I/O is expensive, and I/O to your console screen is even more expensive than just writing to a file.
>How many actual cores do you have?
(corei-3 4160): 2 cores, 4 threads
> You need to get the times without any I/O. If you want to measure the effect of threads... https://en.cppreference.com/w/cpp/chrono/high_resolution_clock/now
I did these. The output:
With helper threads: 3.9 seconds
Without them: 4.15 seconds.
Still no big difference!
> With helper threads: 3.9 seconds
> Without them: 4.15 seconds.
> Still no big difference!
TBH, without showing your latest code, it's not that informative.
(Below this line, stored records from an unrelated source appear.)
//! wgpu rendering of an orrery scene graph: device and surface setup, mesh
//! upload, textures, the cube-map background and the lit scene pass.

pub mod buffer;
pub mod camera;
pub mod depth;
pub mod gpu;
pub mod pass;
pub mod pipeline;
pub mod renderer;
pub mod shader;
pub mod skybox;
pub mod texture;

pub use buffer::{BufferAllocator, MeshBuffer, Vertex, vertices_from_mesh};
pub use camera::Camera;
pub use depth::DepthBuffer;
pub use gpu::{RenderContext, RenderContextError, SurfaceError, init_render_context_blocking};
pub use pass::{FrameEncoder, RenderPassBuilder, clear_color};
pub use pipeline::{
    BlendMode, FrameUniform, MAX_POINT_LIGHTS, ObjectUniform, PipelineKey, ScenePipelines,
};
pub use renderer::{DrawList, SceneRenderer, build_draw_list};
pub use shader::SCENE_SHADER_SOURCE;
pub use skybox::SkyboxRenderer;
pub use texture::{GpuTextures, TextureError, TextureStore, mip_level_count};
With cpu-bound thread(s), increasing the number of threads beyond the physical number of cores will not further increase performance and could degrade performance! Note that there is a performance hit in actually creating and setting up a thread. That's one reason why moving from single to multi-thread doesn't always give the expected performance improvement - and in some cases can make things worse! Also why using a multi-thread execution-policy of aware functions doesn't necessarily give improved performance.
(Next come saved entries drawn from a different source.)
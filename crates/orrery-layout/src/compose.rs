//! Assembly of the full decorative scene.

use std::f32::consts::FRAC_PI_2;

use glam::Vec3;
use orrery_config::{Config, LabelConfig};
use orrery_geometry::{TextOptions, Typeface, annulus, disk, plane, sphere, text_geometry};
use orrery_materials::{
    Color, TextureRef, disk_material, flag_material, globe_material, ground_material,
    image_plane_material, label_material,
};
use orrery_scene::{Background, CUBE_FACE_COUNT, Fog, Light, Node, NodeId, SceneGraph, Transform};

use crate::rings::{LayoutParams, generate_layout, slice_region};

const GROUND_SIZE: f32 = 1000.0;
const GLOBE_RADIUS: f32 = 5.0;
const GLOBE_SEGMENTS: u32 = 64;
const GLOBE_HEIGHT: f32 = 12.5;
const DISK_SEGMENTS: u32 = 64;
const DISK_OFFSET: f32 = 0.02;
const FLAG_OFFSET: f32 = 0.1;
const INNER_FLAG_RADIUS: f32 = 15.0;
const OUTER_FLAG_RADII: (f32, f32) = (15.0, 25.0);
const FLAG_SEGMENTS: u32 = 32;
const IMAGE_PLANE_SIZE: (f32, f32) = (20.0, 10.0);
/// Height of the image plane above the globe center.
const IMAGE_PLANE_DISTANCE: f32 = 15.0;
const POINT_LIGHT_POSITION: Vec3 = Vec3::new(0.0, 50.0, 50.0);
const AMBIENT_COLOR: Color = Color(0x404040);

/// A text label to build once its font arrives.
#[derive(Debug, Clone, PartialEq)]
pub struct LabelRequest {
    pub text: String,
    pub size: f32,
    pub depth: f32,
    pub color: Color,
    pub position: Vec3,
}

impl From<&LabelConfig> for LabelRequest {
    fn from(label: &LabelConfig) -> Self {
        Self {
            text: label.text.clone(),
            size: label.size,
            depth: label.depth,
            color: Color(label.color),
            position: Vec3::from_array(label.position),
        }
    }
}

/// The composed scene plus handles the frame loop animates.
#[derive(Debug, Clone)]
pub struct ComposedScene {
    pub scene: SceneGraph,
    /// Group holding the globe and the image plane; spun about Y.
    pub pivot: NodeId,
    /// Spun about its own Y axis on top of the pivot rotation.
    pub image_plane: NodeId,
    /// Font source every label is laid out with.
    pub font: String,
    pub labels: Vec<LabelRequest>,
}

fn flat(y: f32, rotation_x: f32) -> Transform {
    Transform::from_position(Vec3::new(0.0, y, 0.0)).with_rotation_x(rotation_x)
}

/// Builds the whole decorative scene from `config`.
///
/// Textures are referenced, not loaded: the renderer shows meshes whose
/// textures are still pending with a white placeholder. Labels need a font and
/// are returned as requests.
pub fn compose_scene(config: &Config) -> ComposedScene {
    let assets = &config.assets;
    let mut scene = SceneGraph::new();

    scene.add(
        Node::mesh(
            "ground",
            plane(GROUND_SIZE, GROUND_SIZE),
            ground_material(&TextureRef::new(assets.ground_texture.as_str())),
        )
        .with_transform(flat(0.0, -FRAC_PI_2)),
    );

    scene.add_light(Light::Point {
        color: Color::WHITE,
        intensity: 1.0,
        position: POINT_LIGHT_POSITION,
        distance: 0.0,
    });
    scene.add_light(Light::Ambient {
        color: AMBIENT_COLOR,
        intensity: 1.0,
    });

    let globe = Node::mesh(
        "globe",
        sphere(GLOBE_RADIUS, GLOBE_SEGMENTS, GLOBE_SEGMENTS),
        globe_material(
            &TextureRef::new(assets.globe_texture.as_str()),
            &TextureRef::new(assets.globe_bump.as_str()),
        ),
    )
    .with_transform(Transform::from_position(Vec3::new(0.0, GLOBE_HEIGHT, 0.0)));
    let image_plane = Node::mesh(
        "image-plane",
        plane(IMAGE_PLANE_SIZE.0, IMAGE_PLANE_SIZE.1),
        image_plane_material(&TextureRef::new(assets.image_texture.as_str())),
    )
    .with_transform(Transform::from_position(Vec3::new(
        0.0,
        GLOBE_HEIGHT + IMAGE_PLANE_DISTANCE,
        0.0,
    )));
    let (pivot, pivot_children) = scene.add_group(Node::group("globe-pivot"), [globe, image_plane]);
    let image_plane = pivot_children[1];

    scene.add(
        Node::mesh(
            "disk",
            disk(config.layout.base_radius, DISK_SEGMENTS),
            disk_material(),
        )
        .with_transform(flat(DISK_OFFSET, FRAC_PI_2)),
    );

    let params = LayoutParams::from_config(
        &config.layout,
        TextureRef::new(assets.tile_texture.as_str()),
    );
    for primitive in generate_layout(&params) {
        scene.add(primitive.into_node());
    }

    scene.add(
        Node::mesh(
            "inner-flag",
            disk(INNER_FLAG_RADIUS, FLAG_SEGMENTS),
            flag_material(&TextureRef::new(assets.inner_flag.as_str())),
        )
        .with_transform(flat(FLAG_OFFSET, FRAC_PI_2)),
    );

    for primitive in slice_region(&params) {
        scene.add(primitive.into_node());
    }

    scene.add(
        Node::mesh(
            "outer-flag",
            annulus(OUTER_FLAG_RADII.0, OUTER_FLAG_RADII.1, FLAG_SEGMENTS),
            flag_material(&TextureRef::new(assets.outer_flag.as_str())),
        )
        .with_transform(flat(FLAG_OFFSET, FRAC_PI_2)),
    );

    scene.set_fog(Fog {
        color: Color(config.scenery.fog_color),
        near: config.scenery.fog_near,
        far: config.scenery.fog_far,
    });
    scene.set_background(skybox(&assets.skybox));

    tracing::info!(
        nodes = scene.len(),
        rings = config.layout.num_rings,
        labels = config.scenery.labels.len(),
        "composed scene"
    );

    ComposedScene {
        scene,
        pivot,
        image_plane,
        font: assets.font.clone(),
        labels: config.scenery.labels.iter().map(LabelRequest::from).collect(),
    }
}

fn skybox(faces: &[String]) -> Background {
    let refs: Vec<TextureRef> = faces.iter().map(|f| TextureRef::new(f.as_str())).collect();
    match <[TextureRef; CUBE_FACE_COUNT]>::try_from(refs) {
        Ok(faces) => Background::CubeTexture(faces),
        Err(refs) => {
            tracing::warn!(
                faces = refs.len(),
                "skybox needs exactly {CUBE_FACE_COUNT} faces; using no background"
            );
            Background::None
        }
    }
}

/// Builds the scene node for a label once `typeface` is available.
pub fn label_node(typeface: &Typeface, label: &LabelRequest) -> Node {
    let geometry = text_geometry(
        typeface,
        &label.text,
        TextOptions {
            size: label.size,
            depth: label.depth,
            ..TextOptions::default()
        },
    );
    Node::mesh(
        format!("label-{}", label.text),
        geometry,
        label_material(label.color),
    )
    .with_transform(Transform::from_position(label.position))
}

#[cfg(test)]
mod tests {
    use orrery_geometry::{Geometry, GeometryKind};
    use orrery_materials::ShadingModel;

    use super::*;

    fn mesh_kind(scene: &SceneGraph, name: &str) -> GeometryKind {
        let id = scene.find(name).unwrap_or_else(|| panic!("missing {name}"));
        scene.get(id).unwrap().as_mesh().unwrap().geometry.kind()
    }

    #[test]
    fn test_default_scene_contents() {
        let composed = compose_scene(&Config::default());
        let scene = &composed.scene;

        // ground, pivot, globe, image plane, disk, 21 triples, 2 flags, 1 slice
        assert_eq!(scene.len(), 5 + 21 * 3 + 2 + 1);
        assert_eq!(mesh_kind(scene, "ground"), GeometryKind::Plane);
        assert_eq!(mesh_kind(scene, "globe"), GeometryKind::Sphere);
        assert_eq!(mesh_kind(scene, "inner-flag"), GeometryKind::Disk);
        assert_eq!(mesh_kind(scene, "outer-flag"), GeometryKind::Ring);
        assert_eq!(scene.lights().len(), 2);
        assert_eq!(scene.fog().map(|f| (f.near, f.far)), Some((20.0, 300.0)));
        assert!(matches!(scene.background(), Background::CubeTexture(_)));
    }

    #[test]
    fn test_root_order() {
        let composed = compose_scene(&Config::default());
        let scene = &composed.scene;
        let names: Vec<&str> = scene
            .roots()
            .iter()
            .map(|id| scene.get(*id).unwrap().name.as_str())
            .collect();
        assert_eq!(&names[..4], ["ground", "globe-pivot", "disk", "ring-0"]);
        assert_eq!(names[names.len() - 3], "inner-flag");
        assert_eq!(names[names.len() - 2], "slice-0");
        assert_eq!(names[names.len() - 1], "outer-flag");
    }

    #[test]
    fn test_pivot_holds_globe_and_image_plane() {
        let composed = compose_scene(&Config::default());
        let scene = &composed.scene;
        let pivot = scene.get(composed.pivot).unwrap();
        assert_eq!(pivot.children().len(), 2);
        assert_eq!(pivot.children()[1], composed.image_plane);

        let image = scene.get(composed.image_plane).unwrap();
        assert_eq!(image.transform.position.y, 27.5);
        assert!(image.as_mesh().unwrap().material.transparent);
    }

    #[test]
    fn test_globe_material() {
        let composed = compose_scene(&Config::default());
        let scene = &composed.scene;
        let globe = scene.get(scene.find("globe").unwrap()).unwrap();
        assert_eq!(globe.transform.position.y, 12.5);
        let material = &globe.as_mesh().unwrap().material;
        assert_eq!(material.model, ShadingModel::Phong);
        assert!(material.bump_map().is_some());
    }

    #[test]
    fn test_labels_requested() {
        let composed = compose_scene(&Config::default());
        assert_eq!(composed.labels.len(), 2);
        assert_eq!(composed.labels[0].text, "Industries");
        assert_eq!(composed.labels[0].position, Vec3::new(20.0, 16.0, 10.0));
        assert_eq!(composed.labels[1].color, Color::BLACK);
        assert!(composed.font.ends_with("helvetiker_regular.typeface.json"));
    }

    #[test]
    fn test_wrong_skybox_face_count() {
        let mut config = Config::default();
        config.assets.skybox.pop();
        let composed = compose_scene(&config);
        assert_eq!(composed.scene.background(), &Background::None);
    }

    #[test]
    fn test_textures_referenced() {
        let composed = compose_scene(&Config::default());
        let sources: Vec<&str> = composed
            .scene
            .texture_refs()
            .into_iter()
            .map(|t| t.source.as_str())
            .collect();
        for expected in ["grass_texture.jpg", "tile_texture.jpg", "earth-bump.png", "px.jpg"] {
            assert!(sources.contains(&expected), "missing {expected}");
        }
    }

    #[test]
    fn test_label_node() {
        let font = Typeface::from_json(
            r#"{"resolution": 1000, "glyphs": {"I": {"ha": 300, "o": "m 0 0 l 0 700 l 200 700 l 200 0 z"}}}"#,
        )
        .unwrap();
        let request = LabelRequest {
            text: "II".into(),
            size: 2.0,
            depth: 0.2,
            color: Color::BLACK,
            position: Vec3::new(0.0, 2.0, 0.0),
        };
        let node = label_node(&font, &request);
        assert_eq!(node.name, "label-II");
        assert_eq!(node.transform.position, request.position);
        let mesh = node.as_mesh().unwrap();
        let Geometry::Text(text) = &mesh.geometry else {
            panic!("expected text");
        };
        assert_eq!(text.options.size, 2.0);
        assert!(!text.mesh.is_empty());
    }
}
your needs and whatnot vary, but after an analysis like the above, I would cut the threads where the linear progression stops -- so when 484/#threads isnt close to the time -- around 7 threads, and no more than 10, is where I would stop this one. You also should always leave 1 thread on the computer free unless its a special purpose and the only thing you care about is THIS program. Note that 12 threads is about 10x faster, not too far off linear.
@Salem C
> TBH, without showing your latest code, it's not that informative.
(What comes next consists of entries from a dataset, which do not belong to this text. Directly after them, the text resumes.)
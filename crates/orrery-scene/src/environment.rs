use glam::Vec3;
use orrery_materials::{Color, TextureRef};

/// Number of faces in a cube texture: +X, -X, +Y, -Y, +Z, -Z.
pub const CUBE_FACE_COUNT: usize = 6;

#[derive(Debug, Clone, PartialEq)]
pub enum Light {
    /// Omnidirectional light. `distance == 0` disables falloff.
    Point {
        color: Color,
        intensity: f32,
        position: Vec3,
        distance: f32,
    },
    Ambient { color: Color, intensity: f32 },
}

/// Linear fog: no fog before `near`, full fog color at `far`.
#[derive(Debug, Clone, Copy, PartialEq)]
pub struct Fog {
    pub color: Color,
    pub near: f32,
    pub far: f32,
}

impl Fog {
    /// Fog blend factor in `[0, 1]` at view distance `depth`.
    pub fn factor(&self, depth: f32) -> f32 {
        if self.far <= self.near {
            return if depth >= self.far { 1.0 } else { 0.0 };
        }
        ((depth - self.near) / (self.far - self.near)).clamp(0.0, 1.0)
    }
}

#[derive(Debug, Clone, Default, PartialEq)]
pub enum Background {
    #[default]
    None,
    Color(Color),
    /// Cube map faces in `+X, -X, +Y, -Y, +Z, -Z` order.
    CubeTexture([TextureRef; CUBE_FACE_COUNT]),
}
Here you are. You can comment out the threads part (line 28 to 35) and uncomment the for-loop on line 37 to see the difference in their performance times.
#include <iostream>
#include <thread>
#include <vector>
#include <numeric>
void AccumulateRange(uint64_t& sum, uint64_t start, uint64_t end) {
sum = 0;
for (uint64_t i = start; i < end; ++i)
sum += i;
}
void printVector(const std::vector<uint64_t>& vec) {
for (auto v : vec)
std::cout << v << ' ';
std::cout << '\n';
}
int main() {
const uint64_t number_of_elements{ 1000000000 }; // one billion elements
const uint16_t number_of_threads{ 10 };
constint step{ number_of_elements / number_of_threads };
std::vector<uint64_t> partial_sums(number_of_threads);
// record start time
auto start = std::chrono::high_resolution_clock::now();
std::vector<std::thread> threads;
for (int i = 0; i < number_of_threads; ++i)
threads.push_back(std::thread(AccumulateRange, std::ref(partial_sums[i]),
i * step, (i + 1) * step));
for (auto& t : threads)
if (t.joinable())
t.join();
// for (int i = 0; i < 10; ++i)
// AccumulateRange(partial_sums[i], i * step, (i + 1) * step);
uint64_t total = std::accumulate(partial_sums.begin(), partial_sums.end(), uint64_t(0));
// printVector(partial_sums);
std::cout << "Total = " << total << '\n';
// record end time
auto end = std::chrono::high_resolution_clock::now();
std::chrono::duration<double> diff = end - start;
std::cout << diff.count() << " s\n";
system("pause");
return 0;
}
@Seeplus:
1) I completely agree with you and what you mentioned is exactly what I was thinking of when experiencing the execution of the program with or without those helper threads!
So in what kinds of programs do you step forward to using multi-threading, please?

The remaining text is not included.